Hollywood phenomenon
Last Updated 29 March 2014, 12:59 IST
There’s a scene in the 2010 film The Twilight Saga: Eclipse in which Bella (Kristen Stewart), the movie’s teenage heroine, gets on the back of a motorcycle owned by Jacob, a werewolf. She does so unprompted, at least in part to get under the skin of her beau, Edward, who is a vampire.

In the book, however, Jacob has to persuade Bella to get on his motorcycle, which she does. See the difference? If you’re a young or even not-so-young fan of the wildly popular Twilight series, you sure do.

“That got some flak,” said Melissa Rosenberg, who wrote the screenplays for all five of the Twilight films, which are based on a series of books by Stephenie Meyer. “Some fans were like, ‘She would never do that to Edward!’ People become very attached to a certain moment in a book, and then if you change it, it’s very upsetting to them.”

The latest entry in a spate of young-adult best-seller adaptations to face that challenge is Divergent. Based on the debut novel by Veronica Roth, the film is set in a post-apocalyptic Chicago, where young citizens are placed in one of five separate factions depending on their performance on “Choosing Day,” a dystopic take on the high school aptitude test. Tris, the film’s heroine, soon discovers that she’s that rarest of birds: a citizen who doesn’t fit neatly into any of the five castes.

If, as the common wisdom goes, the book is always better, why do so many studios keep making movies out of them? One reason, of course, is that built-in audiences of devoted readers will rush out to see their favourite texts brought to life on screen, even as they complain about every casting decision and plot tweak.

Few fans are more devoted — and, perhaps most important to studio executives, plentiful — than the readers of young adult fiction, whose numbers have made film series like The Twilight Saga and The Hunger Games movies into multibillion-dollar franchises.

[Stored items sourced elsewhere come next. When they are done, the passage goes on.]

//! File-per-key store under a root directory.
//!
//! Record layout: `[u32 BE header length][JSON header][body bytes]`. The header
//! carries the original key (file names are md5 digests) and the entry
//! metadata. An LRU index of record sizes lives in memory and is rebuilt from
//! the directory by `initialize`.
use crate::{Cache, CacheEntry, CacheError};
use async_trait::async_trait;
use lru::LruCache;
use serde::{Deserialize, Serialize};
use std::{
    io::ErrorKind,
    path::{Path, PathBuf},
    sync::{Mutex, MutexGuard, PoisonError},
};
use tokio::{fs, io::AsyncReadExt};
use tracing::{debug, warn};

const DEFAULT_DISK_USAGE_BYTES: u64 = 5 * 1024 * 1024;
/// Pruning stops once usage drops under this share of the budget.
const HYSTERESIS_FACTOR: f64 = 0.9;
const HEADER_LEN_BYTES: usize = 4;

#[derive(Serialize)]
struct RecordHeaderRef<'a> {
    key: &'a str,
    entry: &'a CacheEntry,
}

#[derive(Deserialize)]
struct RecordHeader {
    key: String,
    entry: CacheEntry,
}

struct DiskIndex {
    sizes: LruCache<String, u64>,
    total: u64,
}

impl DiskIndex {
    fn insert(&mut self, key: String, size: u64) {
        if let Some(old) = self.sizes.put(key, size) {
            self.total -= old;
        }
        self.total += size;
    }

    fn remove(&mut self, key: &str) {
        if let Some(old) = self.sizes.pop(key) {
            self.total -= old;
        }
    }
}

pub struct DiskCache {
    root: PathBuf,
    max_bytes: u64,
    index: Mutex<DiskIndex>,
}

fn encode(key: &str, entry: &CacheEntry) -> Result<Vec<u8>, CacheError> {
    let header = serde_json::to_vec(&RecordHeaderRef { key, entry })
        .map_err(|e| CacheError::Serialization(e.to_string()))?;
    let header_len = u32::try_from(header.len())
        .map_err(|_| CacheError::Serialization("header too large".into()))?;

    let mut record =
        Vec::with_capacity(HEADER_LEN_BYTES + header.len() + entry.data.len());
    record.extend_from_slice(&header_len.to_be_bytes());
    record.extend_from_slice(&header);
    record.extend_from_slice(&entry.data);
    Ok(record)
}

fn decode(record: &[u8]) -> Result<(String, CacheEntry), CacheError> {
    let (len_bytes, rest) = record
        .split_first_chunk::<HEADER_LEN_BYTES>()
        .ok_or_else(|| CacheError::Corrupted("truncated record".into()))?;
    let header_len = u32::from_be_bytes(*len_bytes) as usize;
    if rest.len() < header_len {
        return Err(CacheError::Corrupted("header length out of bounds".into()));
    }
    let (header, body) = rest.split_at(header_len);
    let RecordHeader { key, mut entry } = serde_json::from_slice(header)
        .map_err(|e| CacheError::Deserialization(e.to_string()))?;
    entry.data = body.to_vec();
    Ok((key, entry))
}

async fn read_header(path: &Path) -> Result<String, CacheError> {
    let mut file = fs::File::open(path).await?;
    let file_len = file.metadata().await?.len();
    let mut len_bytes = [0u8; HEADER_LEN_BYTES];
    file.read_exact(&mut len_bytes).await?;
    let header_len = u64::from(u32::from_be_bytes(len_bytes));
    // the prefix is untrusted; never allocate past the file itself
    if header_len > file_len.saturating_sub(HEADER_LEN_BYTES as u64) {
        return Err(CacheError::Corrupted("header length out of bounds".into()));
    }
    let mut header = vec![0u8; header_len as usize];
    file.read_exact(&mut header).await?;
    let RecordHeader { key, .. } = serde_json::from_slice(&header)
        .map_err(|e| CacheError::Deserialization(e.to_string()))?;
    Ok(key)
}

async fn remove_file(path: &Path) -> Result<(), CacheError> {
    match fs::remove_file(path).await {
        Ok(()) => Ok(()),
        Err(e) if e.kind() == ErrorKind::NotFound => Ok(()),
        Err(e) => Err(e.into()),
    }
}

impl DiskCache {
    pub fn new(root: impl Into<PathBuf>) -> Self {
        Self::with_max_bytes(root, DEFAULT_DISK_USAGE_BYTES)
    }

    pub fn with_max_bytes(root: impl Into<PathBuf>, max_bytes: u64) -> Self {
        Self {
            root: root.into(),
            max_bytes,
            index: Mutex::new(DiskIndex {
                sizes: LruCache::unbounded(),
                total: 0,
            }),
        }
    }

    pub fn root(&self) -> &Path {
        &self.root
    }

    pub fn size_bytes(&self) -> u64 {
        self.lock().total
    }

    fn lock(&self) -> MutexGuard<'_, DiskIndex> {
        self.index.lock().unwrap_or_else(PoisonError::into_inner)
    }

    fn file_for_key(&self, key: &str) -> PathBuf {
        self.root.join(format!("{:x}", md5::compute(key.as_bytes())))
    }

    /// Frees room for `needed` more bytes, oldest entries first.
    async fn prune_if_needed(&self, needed: u64) {
        let victims: Vec<String> = {
            let mut index = self.lock();
            if index.total + needed < self.max_bytes {
                return;
            }
            let target = (self.max_bytes as f64 * HYSTERESIS_FACTOR) as u64;
            let mut victims = Vec::new();
            while index.total + needed >= target {
                match index.sizes.pop_lru() {
                    Some((key, size)) => {
                        index.total -= size;
                        victims.push(key);
                    }
                    None => break,
                }
            }
            victims
        };

        for key in &victims {
            if let Err(e) = remove_file(&self.file_for_key(key)).await {
                warn!(key = %key, error = %e, "failed to delete pruned cache file");
            }
        }
        debug!(pruned = victims.len(), "disk cache pruned");
    }
}

#[async_trait]
impl Cache for DiskCache {
    async fn initialize(&self) -> Result<(), CacheError> {
        fs::create_dir_all(&self.root).await?;

        let mut found = Vec::new();
        let mut dir = fs::read_dir(&self.root).await?;
        while let Some(item) = dir.next_entry().await? {
            let path = item.path();
            let size = item.metadata().await?.len();
            match read_header(&path).await {
                Ok(key) => found.push((key, size)),
                Err(e) => {
                    warn!(
                        path = %path.display(),
                        error = %e,
                        "dropping unreadable cache file"
                    );
                    remove_file(&path).await?;
                }
            }
        }

        let mut index = self.lock();
        for (key, size) in found {
            index.insert(key, size);
        }
        debug!(
            entries = index.sizes.len(),
            bytes = index.total,
            "disk cache initialized"
        );
        Ok(())
    }

    async fn get(&self, key: &str) -> Result<Option<CacheEntry>, CacheError> {
        if self.lock().sizes.get(key).is_none() {
            return Ok(None);
        }

        let path = self.file_for_key(key);
        let record = match fs::read(&path).await {
            Ok(record) => record,
            Err(e) if e.kind() == ErrorKind::NotFound => {
                self.lock().remove(key);
                return Ok(None);
            }
            Err(e) => return Err(e.into()),
        };

        match decode(&record) {
            // md5 collision: the file belongs to another key
            Ok((stored_key, _)) if stored_key != key => Ok(None),
            Ok((_, entry)) => Ok(Some(entry)),
            Err(e) => {
                warn!(key, error = %e, "corrupted cache record removed");
                self.lock().remove(key);
                remove_file(&path).await?;
                Ok(None)
            }
        }
    }

    async fn put(&self, key: &str, entry: CacheEntry) -> Result<(), CacheError> {
        let record = encode(key, &entry)?;
        let size = record.len() as u64;
        self.prune_if_needed(size).await;

        fs::create_dir_all(&self.root).await?;
        let path = self.file_for_key(key);
        if let Err(e) = fs::write(&path, &record).await {
            remove_file(&path).await?;
            self.lock().remove(key);
            return Err(e.into());
        }
        self.lock().insert(key.to_string(), size);
        Ok(())
    }

    async fn remove(&self, key: &str) -> Result<(), CacheError> {
        self.lock().remove(key);
        remove_file(&self.file_for_key(key)).await
    }

    async fn clear(&self) -> Result<(), CacheError> {
        let keys: Vec<String> = {
            let mut index = self.lock();
            let keys = index.sizes.iter().map(|(k, _)| k.clone()).collect();
            index.sizes.clear();
            index.total = 0;
            keys
        };
        for key in keys {
            remove_file(&self.file_for_key(&key)).await?;
        }
        Ok(())
    }
}

impl std::fmt::Debug for DiskCache {
    fn fmt(&self, f: &mut std::fmt::Formatter<'_>) -> std::fmt::Result {
        let index = self.lock();
        f.debug_struct("DiskCache")
            .field("root", &self.root)
            .field("entries", &index.sizes.len())
            .field("bytes", &index.total)
            .field("max_bytes", &self.max_bytes)
            .finish()
    }
}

Such devotion, however, comes with its own special challenges. In Divergent, Tris is played by Shailene Woodley, who was nominated for a Golden Globe for her role in the 2011 Alexander Payne film The Descendants. Despite her acting credentials, when it was first announced in 2012 that she would play the lead role, fans of the book quickly jumped online to grouse. Too tall, they said. Too pretty. Her face, said one, was “too roundish.”

Casting, as one might expect, is one of the biggest of fan concerns. Nose around some of the most popular young adult-book fan sites, and you’ll find commenters as mean as snakes, and missives that range from creepily specific to nonsensical.

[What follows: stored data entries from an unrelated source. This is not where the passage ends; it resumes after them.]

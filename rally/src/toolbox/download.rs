use super::{ErrorListener, Listener};
use crate::{NetworkResponse, Parsed, Request, RequestError, RequestHandler};
use std::{fs, path::PathBuf};
use tokio::runtime::{Handle, RuntimeFlavor};

fn blocking_io<T>(io: impl FnOnce() -> T) -> T {
    match Handle::try_current() {
        Ok(handle) if handle.runtime_flavor() == RuntimeFlavor::MultiThread => {
            tokio::task::block_in_place(io)
        }
        _ => io(),
    }
}

/// Writes the body to `path` and yields the path.
///
/// The write happens in `parse_response` with blocking `std::fs` calls, so it
/// holds a runtime worker thread for as long as the disk takes. On a
/// multi-thread runtime it runs under `block_in_place` and the worker's other
/// tasks move elsewhere; on a current-thread runtime it stalls everything
/// until done. Pair it with
/// [`with_progress_listener`](crate::Request::with_progress_listener) to
/// follow the download itself.
pub struct DownloadHandler {
    path: PathBuf,
    on_response: Listener<PathBuf>,
    on_error: ErrorListener,
}

impl DownloadHandler {
    pub fn new(
        path: impl Into<PathBuf>,
        on_response: impl Fn(PathBuf) + Send + Sync + 'static,
        on_error: impl Fn(RequestError) + Send + Sync + 'static,
    ) -> Self {
        Self {
            path: path.into(),
            on_response: Box::new(on_response),
            on_error: Box::new(on_error),
        }
    }

    /// GET request for `url` that bypasses the response cache.
    pub fn request(self, url: &str) -> Result<Request<Self>, RequestError> {
        Ok(Request::get(url, self)?.with_should_cache(false))
    }
}

impl RequestHandler for DownloadHandler {
    type Output = PathBuf;

    fn parse_response(
        &self,
        response: &NetworkResponse,
    ) -> Result<Parsed<PathBuf>, RequestError> {
        let file_error = |e: std::io::Error| {
            RequestError::File(format!("{}: {e}", self.path.display()))
        };
        blocking_io(|| {
            if let Some(parent) = self.path.parent() {
                fs::create_dir_all(parent)?;
            }
            fs::write(&self.path, &response.data)
        })
        .map_err(file_error)?;
        Ok(Parsed::uncached(self.path.clone()))
    }

    fn deliver_response(&self, output: PathBuf) {
        (self.on_response)(output)
    }

    fn deliver_error(&self, error: RequestError) {
        (self.on_error)(error)
    }
}

#[cfg(test)]
mod tests {
    use super::*;
    use std::collections::HashMap;
    use tempfile::tempdir;

    #[test]
    fn test_writes_file_creating_parents() {
        let dir = tempdir().unwrap();
        let target = dir.path().join("nested/dir/file.bin");
        let handler = DownloadHandler::new(&target, |_| {}, |_| {});

        let parsed = handler
            .parse_response(&NetworkResponse::new(200, HashMap::new(), vec![1, 2, 3]))
            .unwrap();
        assert_eq!(parsed.result, target);
        assert!(parsed.cache_entry.is_none());
        assert_eq!(std::fs::read(&target).unwrap(), vec![1, 2, 3]);
    }

    #[tokio::test(flavor = "multi_thread", worker_threads = 2)]
    async fn test_writes_file_from_runtime_worker() {
        let dir = tempdir().unwrap();
        let target = dir.path().join("worker.bin");
        let handler = DownloadHandler::new(&target, |_| {}, |_| {});

        let parsed = handler
            .parse_response(&NetworkResponse::new(200, HashMap::new(), vec![7; 64]))
            .unwrap();
        assert_eq!(parsed.result, target);
        assert_eq!(tokio::fs::read(&target).await.unwrap(), vec![7; 64]);
    }

    #[tokio::test]
    async fn test_writes_file_on_current_thread_runtime() {
        let dir = tempdir().unwrap();
        let target = dir.path().join("inline.bin");
        let handler = DownloadHandler::new(&target, |_| {}, |_| {});

        handler
            .parse_response(&NetworkResponse::new(200, HashMap::new(), vec![1]))
            .unwrap();
        assert_eq!(std::fs::read(&target).unwrap(), vec![1]);
    }

    #[test]
    fn test_unwritable_path_is_file_error() {
        let dir = tempdir().unwrap();
        let blocker = dir.path().join("blocker");
        std::fs::write(&blocker, b"x").unwrap();
        let handler = DownloadHandler::new(blocker.join("file.bin"), |_| {}, |_| {});

        let result =
            handler.parse_response(&NetworkResponse::new(200, HashMap::new(), vec![1]));
        assert!(matches!(result, Err(RequestError::File(_))));
    }

    #[test]
    fn test_download_request_is_not_cached() {
        let request = DownloadHandler::new("/tmp/x", |_| {}, |_| {})
            .request("http://example.com/file")
            .unwrap();
        assert!(!request.should_cache());
    }
}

“We’ve learned not to be too reactive about some of their initial responses,” said Erik Feig, co-president of the Lionsgate Motion Picture Group, who has overseen such projects as Divergent, The Hunger Games: Catching Fire and the Twilight series. “At first, fans said that Rob Pattinson was the worst Edward ever: ‘How could you have cast him?’” he said.

And it’s not just casting, Feig said. Fans often have a list of elements from the books that they feel the films can’t do without. While working on Twilight, he and a few of his colleagues sat down with Meyer and came up with their own list. Informally called the “Stephenie Meyer Bill of Rights,” it ranged from character details (“Jacob is an amazing mechanic”) to essential scenes. “That became a rider to the contract,” Feig said.

He has made similar lists for several of his recent films. “The Finnick sugar-cube scene from Catching Fire,” Feig said. “That had to be there. The zip-line scene in Divergent. ‘How long have you been 17?’ from Twilight. Can you imagine an adaptation that wouldn’t have those scenes?”

Between the specific plot demands and the “worst Batman ever” sort of casting complaints, it’s no wonder that some screenwriters try to insulate themselves from all the online chatter. “I put myself in a bubble,” said Shauna Cross, who wrote the screenplay for If I Stay, a coming film based on the best-selling young adult novel by Gayle Forman. “I don’t want to read any comments. At the end of the day, everyone would direct their own version of the movie. Everyone would do it slightly different. It’s not my job to go door to door and give everyone their perfect meal of the movie.”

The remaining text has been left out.